Cuando saltó del árbol y en la embriaguez de la acción revoleó la honda y lanzó la muerte, le pareció que con ello extinguía su vida también, que soltaba la última energía y que, volando con la piedra fatal, se lanzaba él mismo en el precipicio de la aniquilación, satisfecho de perecer, con tal de ver caer por un instante al odiado enemigo delante de él.

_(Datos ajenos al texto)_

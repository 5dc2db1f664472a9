//! Skill analogs of `servers.rs` (spec §4.4: "Publish for skills follows the
//! same shape, additionally requiring `namespace`.").

use chrono::Utc;
use uuid::Uuid;
use warden_core::cursor::Cursor;
use warden_core::error::{Error, Result};
use warden_core::model::{Entry, EntryKind, EntryOrigin, EntryView, RegistryKind, SkillVersion};
use warden_core::store::{EntryCursor, GetEntryVersionParams, ListEntriesParams, ListEntryVersionsParams, Store, VersionsDirection};
use warden_validate::SkillCandidate;

use crate::name::validate_entry_name;
use crate::opts::{DeleteVersionOpts, GetVersionOpts, ListOpts, ListResult, ListVersionsOpts};
use crate::routing::{prefixed_name, resolve_registry_for_name};
use crate::servers::icon_from;
use crate::{DEFAULT_LIMIT, MAX_LIMIT};

fn clamp_limit(limit: Option<usize>) -> usize {
    limit.unwrap_or(DEFAULT_LIMIT).min(MAX_LIMIT).max(1)
}

pub async fn list_skills<S: Store>(store: &S, opts: ListOpts) -> Result<ListResult> {
    let registry = match &opts.registry_name {
        Some(name) => {
            let name = name.clone();
            Some(
                store
                    .read(move |tx| tx.get_registry_by_name(&name))
                    .await?
                    .ok_or_else(|| Error::RegistryNotFound(opts.registry_name.clone().unwrap()))?,
            )
        }
        None => None,
    };

    let after = opts
        .cursor
        .as_deref()
        .map(Cursor::decode)
        .transpose()?
        .map(|c| EntryCursor {
            name: c.name,
            version: c.version,
        });

    let limit = clamp_limit(opts.limit);
    let params = ListEntriesParams {
        registry_id: registry.as_ref().map(|r| r.id),
        entry_type: EntryKind::Skill,
        search: opts.search.clone(),
        after,
        updated_since: opts.updated_since,
        version: opts.version.clone(),
        limit: limit + 1,
    };

    let mut rows = store.read(move |tx| tx.list_entries(&params)).await?;
    let next_cursor = if rows.len() > limit {
        rows.truncate(limit);
        rows.last().map(|v| Cursor::new(v.entry.name.clone(), v.entry.version.clone()).encode())
    } else {
        None
    };

    if opts.prefix_names || registry.is_none() {
        if let Some(r) = &registry {
            for row in &mut rows {
                row.entry.name = prefixed_name(&r.name, &row.entry.name);
            }
        } else {
            for row in &mut rows {
                let reg_name = store
                    .read({
                        let registry_id = row.entry.registry_id;
                        move |tx| {
                            tx.list_registries(usize::MAX)?
                                .into_iter()
                                .find(|r| r.id == registry_id)
                                .map(|r| r.name)
                                .ok_or_else(|| Error::bug("entry referenced a registry id with no registry row"))
                        }
                    })
                    .await?;
                row.entry.name = prefixed_name(&reg_name, &row.entry.name);
            }
        }
    }

    Ok(ListResult {
        items: rows,
        next_cursor,
    })
}

pub async fn get_skill_version<S: Store>(store: &S, opts: GetVersionOpts) -> Result<EntryView> {
    let (registry_id, bare_name) = resolve_registry_for_name(store, opts.registry_name.as_deref(), &opts.name).await?;
    let version = opts.version.clone();
    let params = GetEntryVersionParams {
        registry_id,
        name: bare_name.clone(),
        version: version.clone(),
        entry_type: EntryKind::Skill,
    };
    store
        .read(move |tx| tx.get_entry_version(&params))
        .await?
        .ok_or_else(|| Error::NotFound(format!("{bare_name}@{version}")))
}

pub async fn list_skill_versions<S: Store>(store: &S, opts: ListVersionsOpts) -> Result<Vec<EntryView>> {
    if opts.next.is_some() && opts.prev.is_some() {
        return Err(Error::InvalidArgument("exactly one of next/prev may be set".into()));
    }
    let (registry_id, bare_name) = resolve_registry_for_name(store, opts.registry_name.as_deref(), &opts.name).await?;
    let cursor = match (opts.next, opts.prev) {
        (Some(v), None) => Some((VersionsDirection::Next, v)),
        (None, Some(v)) => Some((VersionsDirection::Prev, v)),
        _ => None,
    };
    let params = ListEntryVersionsParams {
        registry_id,
        name: bare_name,
        entry_type: EntryKind::Skill,
        cursor,
        limit: clamp_limit(opts.limit),
    };
    store.read(move |tx| tx.list_entry_versions(&params)).await
}

pub async fn publish_skill<S: Store>(store: &S, registry_name: &str, candidate: SkillCandidate) -> Result<EntryView> {
    validate_entry_name(&candidate.name)?;
    if candidate.namespace.is_empty() {
        return Err(Error::InvalidArgument("skill namespace is required".into()));
    }

    let registry_name_owned = registry_name.to_string();
    let name = candidate.name.clone();
    let version = candidate.version.clone();

    store
        .write(move |tx| {
            let registry = tx
                .get_registry_by_name(&registry_name_owned)?
                .ok_or_else(|| Error::RegistryNotFound(registry_name_owned.clone()))?;
            if registry.kind != RegistryKind::Managed {
                return Err(Error::NotManagedRegistry(registry_name_owned.clone()));
            }

            let entry_id = Uuid::new_v4();
            let now = Utc::now();
            tx.insert_entry(Entry {
                id: entry_id,
                registry_id: registry.id,
                name: candidate.name.clone(),
                version: candidate.version.clone(),
                entry_type: EntryKind::Skill,
                description: candidate.description,
                title: candidate.title,
                origin: EntryOrigin::Published,
                created_at: now,
                updated_at: now,
            })?;
            tx.insert_skill_version(SkillVersion {
                entry_id,
                namespace: candidate.namespace,
                status: candidate.status,
                allowed_tools: candidate.allowed_tools,
                repository: candidate.repository,
                icons: candidate.icons_meta,
                metadata: candidate.metadata,
                extension_meta: candidate.extension_meta,
                license: candidate.license,
                compatibility: candidate.compatibility,
            })?;
            for icon in candidate.icons {
                tx.insert_icon(icon_from(entry_id, icon))?;
            }

            warden_validate::recompute_latest(tx, registry.id, EntryKind::Skill, &candidate.name)?;
            Ok(())
        })
        .await?;

    get_skill_version(
        store,
        GetVersionOpts {
            name,
            version,
            registry_name: Some(registry_name.to_string()),
        },
    )
    .await
}

pub async fn delete_skill_version<S: Store>(store: &S, opts: DeleteVersionOpts) -> Result<()> {
    let registry_name = opts.registry_name.clone();
    let name = opts.name.clone();
    let version = opts.version.clone();

    store
        .write(move |tx| {
            let registry = tx
                .get_registry_by_name(&registry_name)?
                .ok_or_else(|| Error::RegistryNotFound(registry_name.clone()))?;
            if registry.kind != RegistryKind::Managed {
                return Err(Error::NotManagedRegistry(registry_name.clone()));
            }

            let rows = tx.delete_entry(registry.id, &name, &version)?;
            if rows == 0 {
                return Err(Error::NotFound(format!("{name}@{version}")));
            }

            warden_validate::recompute_latest(tx, registry.id, EntryKind::Skill, &name)?;
            Ok(())
        })
        .await
}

Pero ahora que sucedía al acto el inesperado instante de calma, el deseo de vivir, ignorado un segando antes, lo hizo retroceder ante el abismo abierto, el instinto primitivo se adueñó de sus sentidos y de sus miembros, lo empujó por el bosque y a través de los bambúes espesos del valle y le impuso huir, tornarse invisible. Apenas cuando alcanzó un refugio y se sintió lejos del primer peligro, tuvo conciencia de lo ocurrido. Se derrumbó enteramente agotado, jadeando; la embriaguez del hecho se disipó en la debilidad física y dio lugar a la reflexión. Experimentó primeramente una desilusión y una contrariedad por verse con vida y a salvo. Pero apenas su respiración se normalizó y se calmó el mareo del agotamiento, esta sensación de flojedad desagradable cedió a la arrogancia y a la voluntad de vivir y volvió a su corazón una vez más la salvaje alegría de su venganza.